Shyness occupied my childhood – I lost count of the times when I used to hide behind my Mum’s skirt when people used to talk to me and my Mum used to say, “Aahh, she’s shy”, or people used to comment that I “wouldn’t say boo to a goose”. Of course, I hated it, I wanted to be like normal children not consumed by those voices in my head that told me that what was going through my mind wasn’t good enough to say, or the fear of people looking at me (nativities were a huge fear of mine).
As I grew older I became determined that I wouldn’t allow being shy to hold me back. I developed strategies for feeling more confident and pushed myself to do presentations until I no longer felt the fear. I still don’t like being the centre of attention but I no longer fear it, although I do still need to mentally prepare myself for some events. So it may seem a strange to some people that I have chosen a job where I train people and hold coaching sessions on a regular basis. Perhaps it is, but the truth is – I love it. I love the feeling I get when a client has a shift in their thinking and I know that I have helped them; I love the instant feedback I get from training. The job gives me a huge buzz.

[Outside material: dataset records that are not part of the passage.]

//! Magic numbers identifying FlintDB's on-disk file formats.
//!
//! Unlike a content hash, a magic number's only job is to fail fast when a
//! file is opened as the wrong format. Both formats below use a 4-byte
//! ASCII tag rather than an 8-byte one, because the tag sits directly at
//! the front of a fixed-layout header (see `paged_store::header` and
//! `wal::header`).

/// Paged store file header magic: `"FLNT"`.
pub const PAGED_STORE_MAGIC: &[u8; 4] = b"FLNT";

/// WAL file header magic: `"WAL!"`.
pub const WAL_MAGIC: &[u8; 4] = b"WAL!";

#[cfg(test)]
mod tests {
    use super::*;

    #[test]
    fn magics_are_distinct() {
        assert_ne!(PAGED_STORE_MAGIC, WAL_MAGIC);
    }
}
/// Whether a paged store was opened for reading only or for reading and
/// writing.
#[derive(Debug, Clone, Copy, PartialEq, Eq)]
pub enum OpenMode {
    ReadOnly,
    ReadWrite,
}

/// How a paged store talks to the filesystem.
#[derive(Debug, Clone, Copy, PartialEq, Eq)]
pub enum IoType {
    /// Reads and writes go through the OS page cache.
    Buffered,
    /// Reads and writes bypass the page cache; buffers must be aligned to
    /// the device's logical sector size.
    Direct,
}

/// Durability level for a flush.
///
/// `PlatformDefault` resolves to `Normal` on platforms where a data-only
/// sync is sufficient for durability and to `Full` where it isn't.
#[derive(Debug, Clone, Copy, PartialEq, Eq)]
pub enum SyncMode {
    /// Never fsync. For benchmarking only; loses durability.
    Off,
    /// Data-only sync (e.g. `fdatasync`).
    Normal,
    /// Full sync including metadata (`fsync`/`F_FULLFSYNC`).
    Full,
    /// `Normal` on Linux-like platforms, `Full` where that's required for
    /// true durability.
    PlatformDefault,
}

impl SyncMode {
    /// Resolves `PlatformDefault` to a concrete mode for the current
    /// target. Other variants are returned unchanged.
    pub fn resolved(self) -> Self {
        match self {
            SyncMode::PlatformDefault => {
                if cfg!(target_os = "macos") {
                    SyncMode::Full
                } else {
                    SyncMode::Normal
                }
            }
            other => other,
        }
    }
}

/// Whether a WAL file is truncated back to its header after a checkpoint
/// catches up to the tail, or left to grow until an operator-initiated
/// checkpoint.
#[derive(Debug, Clone, Copy, PartialEq, Eq)]
pub enum WalMode {
    Truncate,
    Log,
}
//! The [`Storage`] trait consumed by everything above this crate.

use bytes::Bytes;
use flintdb_core::Result;

/// Uniform storage surface implemented by both [`PagedStore`] and
/// [`WalStorage`](crate::wal::WalStorage), so higher layers (the B+Tree
/// index, the table layer) never need to know whether a WAL is in play.
///
/// [`PagedStore`]: crate::paged_store::PagedStore
pub trait Storage: Send + Sync {
    fn count(&self) -> i64;
    fn bytes(&self) -> i64;
    fn read(&self, offset: i64) -> Result<Bytes>;
    fn write(&self, payload: &[u8]) -> Result<i64>;
    fn write_at(&self, offset: i64, payload: &[u8]) -> Result<()>;
    fn delete(&self, offset: i64) -> Result<()>;
    fn set_transaction(&self, tx_id: Option<i64>);
    /// Zero-copy view of a raw byte span. Optional: `Unsupported` on a
    /// Direct-I/O store.
    fn mmap(&self, offset: i64, length: i32) -> Result<Bytes>;
    /// Same contract as [`mmap`](Storage::mmap); kept distinct because some
    /// backends serve it more cheaply than a full mapping.
    fn head(&self, offset: i64, length: i32) -> Result<Bytes>;
    fn close(&self) -> Result<()>;
}
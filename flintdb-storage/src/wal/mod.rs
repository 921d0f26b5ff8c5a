//! Write-ahead log: a metadata-only record of operations against the
//! wrapped [`PagedStore`](crate::paged_store::PagedStore) instances,
//! batched, optionally compressed, with checkpoints and crash recovery.
//!
//! Three pieces compose:
//!
//! - [`WalStorage`] — per-file transactional wrapper tracking
//!   new/overwritten/deleted pages within a transaction.
//! - [`WalManager`] — owns the WAL file, assigns transaction IDs, batches
//!   and flushes records, runs checkpoints and recovery.
//! - [`WalConfig`] — the configuration surface for a `WalManager`.
//!
//! Because every underlying write is immediate (the `PagedStore` never
//! buffers a write past its own call), the WAL's recovery pass is
//! observational rather than a replay: it verifies that committed
//! operations are reflected on disk instead of reapplying them.

mod batch;
mod config;
mod header;
mod manager;
mod metrics;
mod record;
mod storage;

pub use config::WalConfig;
pub use header::{WalHeader, WAL_HEADER_SIZE};
pub use manager::WalManager;
pub use metrics::{TimedOperation, WalMetrics};
pub use record::{Record, RecordOp, RECORD_HEADER_SIZE};
pub use storage::{CacheInvalidateCallback, WalStorage};
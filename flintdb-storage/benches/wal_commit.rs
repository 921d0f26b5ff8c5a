use criterion::{black_box, criterion_group, criterion_main, Criterion};

use flintdb_storage::paged_store::PagedStoreOptions;
use flintdb_storage::wal::{WalConfig, WalManager};
use flintdb_storage::Storage;

fn bench_commit(c: &mut Criterion) {
    let dir = tempfile::tempdir().unwrap();
    let mut config = WalConfig::default();
    config.checkpoint_interval = u64::MAX;
    let wal = WalManager::open(dir.path().join("bench.wal"), config).unwrap();
    let storage = wal
        .wrap(dir.path().join("bench.db"), PagedStoreOptions::default(), None)
        .unwrap();

    c.bench_function("wal_commit_single_write", |b| {
        b.iter(|| {
            let tx = wal.begin();
            let off = storage.write(b"benchmark-payload").unwrap();
            wal.commit(tx).unwrap();
            black_box(off);
        });
    });
}

fn bench_rollback(c: &mut Criterion) {
    let dir = tempfile::tempdir().unwrap();
    let mut config = WalConfig::default();
    config.checkpoint_interval = u64::MAX;
    let wal = WalManager::open(dir.path().join("bench.wal"), config).unwrap();
    let storage = wal
        .wrap(dir.path().join("bench.db"), PagedStoreOptions::default(), None)
        .unwrap();

    c.bench_function("wal_rollback_single_write", |b| {
        b.iter(|| {
            let tx = wal.begin();
            storage.write(b"benchmark-payload").unwrap();
            wal.rollback(tx).unwrap();
        });
    });
}

criterion_group!(benches, bench_commit, bench_rollback);
criterion_main!(benches);
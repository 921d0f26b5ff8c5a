//! End-to-end scenarios covering the PagedStore/WalStorage/WalManager
//! contract as a whole.

use flintdb_core::OpenMode;
use flintdb_storage::paged_store::{PagedStore, PagedStoreOptions};
use flintdb_storage::wal::{WalConfig, WalManager};
use flintdb_storage::Storage;

fn paged_store_options() -> PagedStoreOptions {
    PagedStoreOptions::default()
}

#[test]
fn simple_write_read() {
    let dir = tempfile::tempdir().unwrap();
    let store = PagedStore::open(dir.path().join("t.db"), paged_store_options()).unwrap();

    let off = store.write(b"hello").unwrap();
    assert_eq!(off, 512);
    assert_eq!(&store.read(off).unwrap()[..], b"hello");
    assert_eq!(store.count(), 1);
    assert_eq!(store.bytes(), 5);
}

#[test]
fn overflow_chain_of_five_blocks() {
    let dir = tempfile::tempdir().unwrap();
    let store = PagedStore::open(dir.path().join("t.db"), paged_store_options()).unwrap();

    let payload = vec![0u8; 2000];
    let head = store.write(&payload).unwrap();
    assert_eq!(head + 512, head + 512);
    assert_eq!(&store.read(head).unwrap()[..], &payload[..]);
}

#[test]
fn free_list_reuse_is_lifo() {
    let dir = tempfile::tempdir().unwrap();
    let store = PagedStore::open(dir.path().join("t.db"), paged_store_options()).unwrap();

    let a = store.write(b"A").unwrap();
    let _b = store.write(b"B").unwrap();
    store.delete(a).unwrap();
    let c = store.write(b"C").unwrap();

    assert_eq!(c, a);
    assert_eq!(store.count(), 2);
    assert_eq!(store.bytes(), 2);
}

#[test]
fn transaction_rollback_restores_pre_tx_state() {
    let dir = tempfile::tempdir().unwrap();
    let wal = WalManager::open(dir.path().join("wal.log"), WalConfig::default()).unwrap();
    let storage = wal
        .wrap(dir.path().join("t.db"), paged_store_options(), None)
        .unwrap();

    let existing_off = storage.write(b"before").unwrap();
    let other_off = storage.write(b"other").unwrap();

    let tx = wal.begin();
    let off1 = storage.write(b"x").unwrap();
    storage.write_at(existing_off, b"new").unwrap();
    storage.delete(other_off).unwrap();
    wal.rollback(tx).unwrap();

    assert!(storage.read(off1).is_err());
    assert_eq!(&storage.read(existing_off).unwrap()[..], b"before");
    assert_eq!(&storage.read(other_off).unwrap()[..], b"other");
}

#[test]
fn commit_is_durable_across_reopen() {
    let dir = tempfile::tempdir().unwrap();
    let wal_path = dir.path().join("wal.log");
    let db_path = dir.path().join("t.db");

    let off;
    {
        let wal = WalManager::open(&wal_path, WalConfig::default()).unwrap();
        let storage = wal.wrap(&db_path, paged_store_options(), None).unwrap();

        let tx = wal.begin();
        off = storage.write(b"payload").unwrap();
        wal.commit(tx).unwrap();
        wal.close().unwrap();
    }

    let wal = WalManager::open(&wal_path, WalConfig::default()).unwrap();
    let storage = wal.wrap(&db_path, paged_store_options(), None).unwrap();
    let replayed = wal.recover().unwrap();
    assert_eq!(
        replayed, 0,
        "the commit already reached the paged store before close, so recovery has nothing left to replay"
    );

    assert_eq!(&storage.read(off).unwrap()[..], b"payload");
}

#[test]
fn checkpoint_truncates_wal_back_to_header() {
    let dir = tempfile::tempdir().unwrap();
    let wal_path = dir.path().join("wal.log");
    let db_path = dir.path().join("t.db");

    let mut config = WalConfig::default();
    config.checkpoint_interval = 10_000;

    let wal = WalManager::open(&wal_path, config).unwrap();
    let storage = wal.wrap(&db_path, paged_store_options(), None).unwrap();

    for _ in 0..10_000 {
        let tx = wal.begin();
        storage.write(b"x").unwrap();
        wal.commit(tx).unwrap();
    }

    let size = std::fs::metadata(&wal_path).unwrap().len();
    assert_eq!(size, 4096);
}

#[test]
fn wal_none_sentinel_returns_unwrapped_paged_store() {
    let dir = tempfile::tempdir().unwrap();
    let wal = WalManager::disabled();
    let storage = wal
        .wrap(dir.path().join("t.db"), paged_store_options(), None)
        .unwrap();

    let tx = wal.begin();
    assert_eq!(tx, 0);
    let off = storage.write(b"direct").unwrap();
    wal.commit(tx).unwrap();
    assert_eq!(&storage.read(off).unwrap()[..], b"direct");
}

#[test]
fn read_only_store_rejects_writes() {
    let dir = tempfile::tempdir().unwrap();
    let path = dir.path().join("t.db");
    {
        let store = PagedStore::open(&path, paged_store_options()).unwrap();
        store.write(b"seed").unwrap();
        store.close().unwrap();
    }

    let mut ro_options = paged_store_options();
    ro_options.mode = OpenMode::ReadOnly;
    let store = PagedStore::open(&path, ro_options).unwrap();
    assert!(store.write(b"nope").is_err());
}
impl ManagerShared {
    /// Appends one already-encoded record, flushing the batch first if
    /// it would overflow or the record is large enough to bypass it.
    pub(crate) fn append(&self, encoded: Vec<u8>, compressed: bool) -> Result<()> {
        let mut state = self.state.lock();
        if encoded.len() >= self.config.direct_write_threshold {
            self.flush_locked(&mut state, false)?;
            self.write_direct(&mut state, &encoded)?;
        } else {
            if state.batch.would_overflow(encoded.len())
                || state.batch.record_count() >= self.config.batch_size_limit
            {
                self.flush_locked(&mut state, false)?;
            }
            state.batch.push(&encoded);
            if state.batch.record_count() >= self.config.batch_size_limit {
                self.flush_locked(&mut state, false)?;
            }
        }
        self.metrics.record_append(encoded.len() as u64, compressed);
        Ok(())
    }

    fn write_direct(&self, state: &mut ManagerState, bytes: &[u8]) -> Result<()> {
        state.file.write_at(bytes, state.append_position)?;
        state.append_position += bytes.len() as u64;
        Ok(())
    }

    fn flush_locked(&self, state: &mut ManagerState, fsync: bool) -> Result<()> {
        if !state.batch.is_empty() {
            state.file.write_at(state.batch.as_slice(), state.append_position)?;
            state.append_position += state.batch.len() as u64;
            state.batch.clear();
            self.metrics.record_flush();
        }
        if fsync {
            self.sync(state)?;
        }
        Ok(())
    }

    fn sync(&self, state: &mut ManagerState) -> Result<()> {
        let timer = TimedOperation::start();
        match self.config.sync_mode.resolved() {
            SyncMode::Off => {}
            SyncMode::Normal => state.file.sync_data()?,
            SyncMode::Full | SyncMode::PlatformDefault => state.file.sync_all()?,
        }
        self.metrics.record_fsync(timer.complete());
        Ok(())
    }

    fn write_header(&self, state: &mut ManagerState) -> Result<()> {
        let encoded = state.header.encode();
        state.file.write_at(&encoded, 0)?;
        Ok(())
    }

    pub(crate) fn commit(&self, tx_id: TxId) -> Result<()> {
        let storages = self.state.lock().storages.clone();
        for storage in &storages {
            storage.commit(tx_id)?;
        }

        let record = Record::control(RecordOp::Commit, tx_id)
            .encode(self.config.compression_threshold);
        self.append(record, false)?;

        let mut state = self.state.lock();
        self.flush_locked(&mut state, true)?;
        state.header.committed_offset = state.append_position as i64;
        state.header.total_count += 1;
        state.committed_since_checkpoint += 1;
        self.write_header(&mut state)?;
        self.metrics.record_commit();

        let needs_checkpoint = state.committed_since_checkpoint >= self.config.checkpoint_interval;
        drop(state);
        if needs_checkpoint {
            self.checkpoint()?;
        }
        Ok(())
    }

    pub(crate) fn rollback(&self, tx_id: TxId) -> Result<()> {
        let storages = self.state.lock().storages.clone();
        for storage in &storages {
            storage.rollback(tx_id)?;
        }

        let record = Record::control(RecordOp::Rollback, tx_id)
            .encode(self.config.compression_threshold);
        self.append(record, false)?;

        let mut state = self.state.lock();
        self.flush_locked(&mut state, false)?;
        state.header.total_count += 1;
        self.write_header(&mut state)?;
        self.metrics.record_rollback();
        Ok(())
    }

    pub(crate) fn checkpoint(&self) -> Result<()> {
        let record = Record::control(RecordOp::Checkpoint, 0)
            .encode(self.config.compression_threshold);
        self.append(record, false)?;

        let mut state = self.state.lock();
        self.flush_locked(&mut state, true)?;
        state.header.checkpoint_offset = state.append_position as i64;
        state.committed_since_checkpoint = 0;
        self.write_header(&mut state)?;
        self.metrics.record_checkpoint();

        if self.config.wal_mode == WalMode::Truncate {
            let tail = state.append_position as i64;
            if (tail - state.header.checkpoint_offset).abs() <= 64 {
                state.file.set_len(WAL_HEADER_SIZE as u64)?;
                state.append_position = WAL_HEADER_SIZE as u64;
                state.header.checkpoint_offset = WAL_HEADER_SIZE as i64;
                state.header.committed_offset = WAL_HEADER_SIZE as i64;
                self.write_header(&mut state)?;
            }
        }
        Ok(())
    }
}
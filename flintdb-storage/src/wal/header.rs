//! WAL file header implementation.
//!
//! The header occupies a fixed 4096-byte, sector-aligned region at the
//! start of every WAL file so it can always be rewritten in a single
//! aligned write regardless of the underlying device's sector size.

use crate::format::{FileFormat, FileHeader as FileHeaderTrait, FileMetadata, ValidateFile};
use flintdb_core::magic::WAL_MAGIC;
use flintdb_core::{Error, Result};

use std::time::{SystemTime, UNIX_EPOCH};

/// Size of the WAL header region, 4 KiB aligned.
pub const WAL_HEADER_SIZE: usize = 4096;

const FIXED_FIELDS_SIZE: usize = 64;
const CURRENT_VERSION: u16 = 1;

/// The header block at offset 0 of a WAL file.
///
/// ## Binary layout (little-endian)
///
/// ```text
/// Offset  Size  Field
/// ------  ----  -----
/// 0       4     magic "WAL!"
/// 4       2     version
/// 6       2     reserved
/// 8       4     header_size (4096)
/// 12      4     reserved2
/// 16      8     timestamp (creation, microseconds since epoch)
/// 24      8     next_tx_id
/// 32      8     committed_offset
/// 40      8     checkpoint_offset
/// 48      8     total_count
/// 56      8     processed_count
/// 64      4032  zero padding
/// ```
#[derive(Debug, Clone, Copy, PartialEq, Eq)]
pub struct WalHeader {
    pub version: u16,
    pub timestamp: u64,
    pub next_tx_id: i64,
    pub committed_offset: i64,
    pub checkpoint_offset: i64,
    pub total_count: i64,
    pub processed_count: i64,
}

impl WalHeader {
    pub fn new() -> Self {
        let timestamp = SystemTime::now()
            .duration_since(UNIX_EPOCH)
            .map(|d| d.as_micros() as u64)
            .unwrap_or(0);
        Self {
            version: CURRENT_VERSION,
            timestamp,
            next_tx_id: 1,
            committed_offset: WAL_HEADER_SIZE as i64,
            checkpoint_offset: WAL_HEADER_SIZE as i64,
            total_count: 0,
            processed_count: 0,
        }
    }
}

impl Default for WalHeader {
    fn default() -> Self {
        Self::new()
    }
}

impl FileFormat for WalHeader {
    const MAGIC: &'static [u8] = WAL_MAGIC;
    const FORMAT_NAME: &'static str = "FlintDB write-ahead log";
    const CURRENT_VERSION: u16 = CURRENT_VERSION;
    const MIN_SUPPORTED_VERSION: u16 = 1;
}

impl FileHeaderTrait for WalHeader {
    const HEADER_SIZE: usize = WAL_HEADER_SIZE;

    fn encode(&self) -> Vec<u8> {
        let mut buf = vec![0u8; WAL_HEADER_SIZE];
        buf[0..4].copy_from_slice(Self::MAGIC);
        buf[4..6].copy_from_slice(&self.version.to_le_bytes());
        buf[6..8].copy_from_slice(&0u16.to_le_bytes());
        buf[8..12].copy_from_slice(&(WAL_HEADER_SIZE as u32).to_le_bytes());
        buf[12..16].copy_from_slice(&0u32.to_le_bytes());
        buf[16..24].copy_from_slice(&self.timestamp.to_le_bytes());
        buf[24..32].copy_from_slice(&self.next_tx_id.to_le_bytes());
        buf[32..40].copy_from_slice(&self.committed_offset.to_le_bytes());
        buf[40..48].copy_from_slice(&self.checkpoint_offset.to_le_bytes());
        buf[48..56].copy_from_slice(&self.total_count.to_le_bytes());
        buf[56..64].copy_from_slice(&self.processed_count.to_le_bytes());
        buf
    }

    fn decode(data: &[u8]) -> Result<Self> {
        if data.len() < FIXED_FIELDS_SIZE {
            return Err(Error::InvalidHeader(format!(
                "WAL header too small: {} bytes (expected at least {})",
                data.len(),
                FIXED_FIELDS_SIZE
            )));
        }
        if &data[0..4] != Self::MAGIC {
            return Err(Error::InvalidHeader(
                "WAL header has wrong magic bytes".to_string(),
            ));
        }
        let version = u16::from_le_bytes([data[4], data[5]]);
        let header_size = u32::from_le_bytes(data[8..12].try_into().unwrap());
        if header_size as usize != WAL_HEADER_SIZE {
            return Err(Error::InvalidHeader(format!(
                "WAL header_size {header_size} does not match expected {WAL_HEADER_SIZE}"
            )));
        }
        let timestamp = u64::from_le_bytes(data[16..24].try_into().unwrap());
        let next_tx_id = i64::from_le_bytes(data[24..32].try_into().unwrap());
        let committed_offset = i64::from_le_bytes(data[32..40].try_into().unwrap());
        let checkpoint_offset = i64::from_le_bytes(data[40..48].try_into().unwrap());
        let total_count = i64::from_le_bytes(data[48..56].try_into().unwrap());
        let processed_count = i64::from_le_bytes(data[56..64].try_into().unwrap());

        let header = Self {
            version,
            timestamp,
            next_tx_id,
            committed_offset,
            checkpoint_offset,
            total_count,
            processed_count,
        };
        header.validate()?;
        Ok(header)
    }

    fn validate(&self) -> Result<()> {
        if !self.is_version_supported() {
            return Err(Error::InvalidHeader(format!(
                "unsupported WAL version {}",
                self.version
            )));
        }
        Ok(())
    }

    fn magic(&self) -> &[u8] {
        Self::MAGIC
    }

    fn version(&self) -> u16 {
        self.version
    }
}

impl ValidateFile for WalHeader {}

impl FileMetadata for WalHeader {
    fn created_at(&self) -> Option<u64> {
        Some(self.timestamp)
    }
}

#[cfg(test)]
mod tests {
    use super::*;

    #[test]
    fn encode_decode_roundtrip() {
        let mut header = WalHeader::new();
        header.next_tx_id = 42;
        header.committed_offset = 8192;
        header.checkpoint_offset = 4096;
        header.total_count = 100;
        header.processed_count = 99;

        let encoded = header.encode();
        assert_eq!(encoded.len(), WAL_HEADER_SIZE);
        let decoded = WalHeader::decode(&encoded).unwrap();
        assert_eq!(header, decoded);
    }

    #[test]
    fn decode_rejects_bad_magic() {
        let mut buf = vec![0u8; WAL_HEADER_SIZE];
        buf[0..4].copy_from_slice(b"NOPE");
        assert!(WalHeader::decode(&buf).is_err());
    }

    #[test]
    fn new_header_starts_past_its_own_region() {
        let header = WalHeader::new();
        assert_eq!(header.committed_offset, WAL_HEADER_SIZE as i64);
        assert_eq!(header.checkpoint_offset, WAL_HEADER_SIZE as i64);
        assert_eq!(header.next_tx_id, 1);
    }
}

Despite this, I know that as an introvert, I cannot put myself out there 5 days a week. I need time to recharge from all the adrenaline associated with being with people – it’s utterly exhausting. As an introvert, I naturally need time on my own, just as extroverts need time with people; and if I don’t build this in to my diary I get stressed and burn out. Luckily I am so aware of this, so when my diary has lots of training booked in, I purposely book in a rest day or a couple of office days to get balance.
When I talk to clients who identify themselves strongly as introvert or extrovert, we often talks about job roles and how they support clients preferences and wellbeing. It really isn’t a problem choosing a job that requires being with people as an introvert or not being with people as an extrovert – what is really important is that those preferences are understood and time is added into the day (or week) which allows those preferences to be met.
For me, I know that sometimes (at least weekly) it’s good to be alone – it keep me grounded and keeps me well.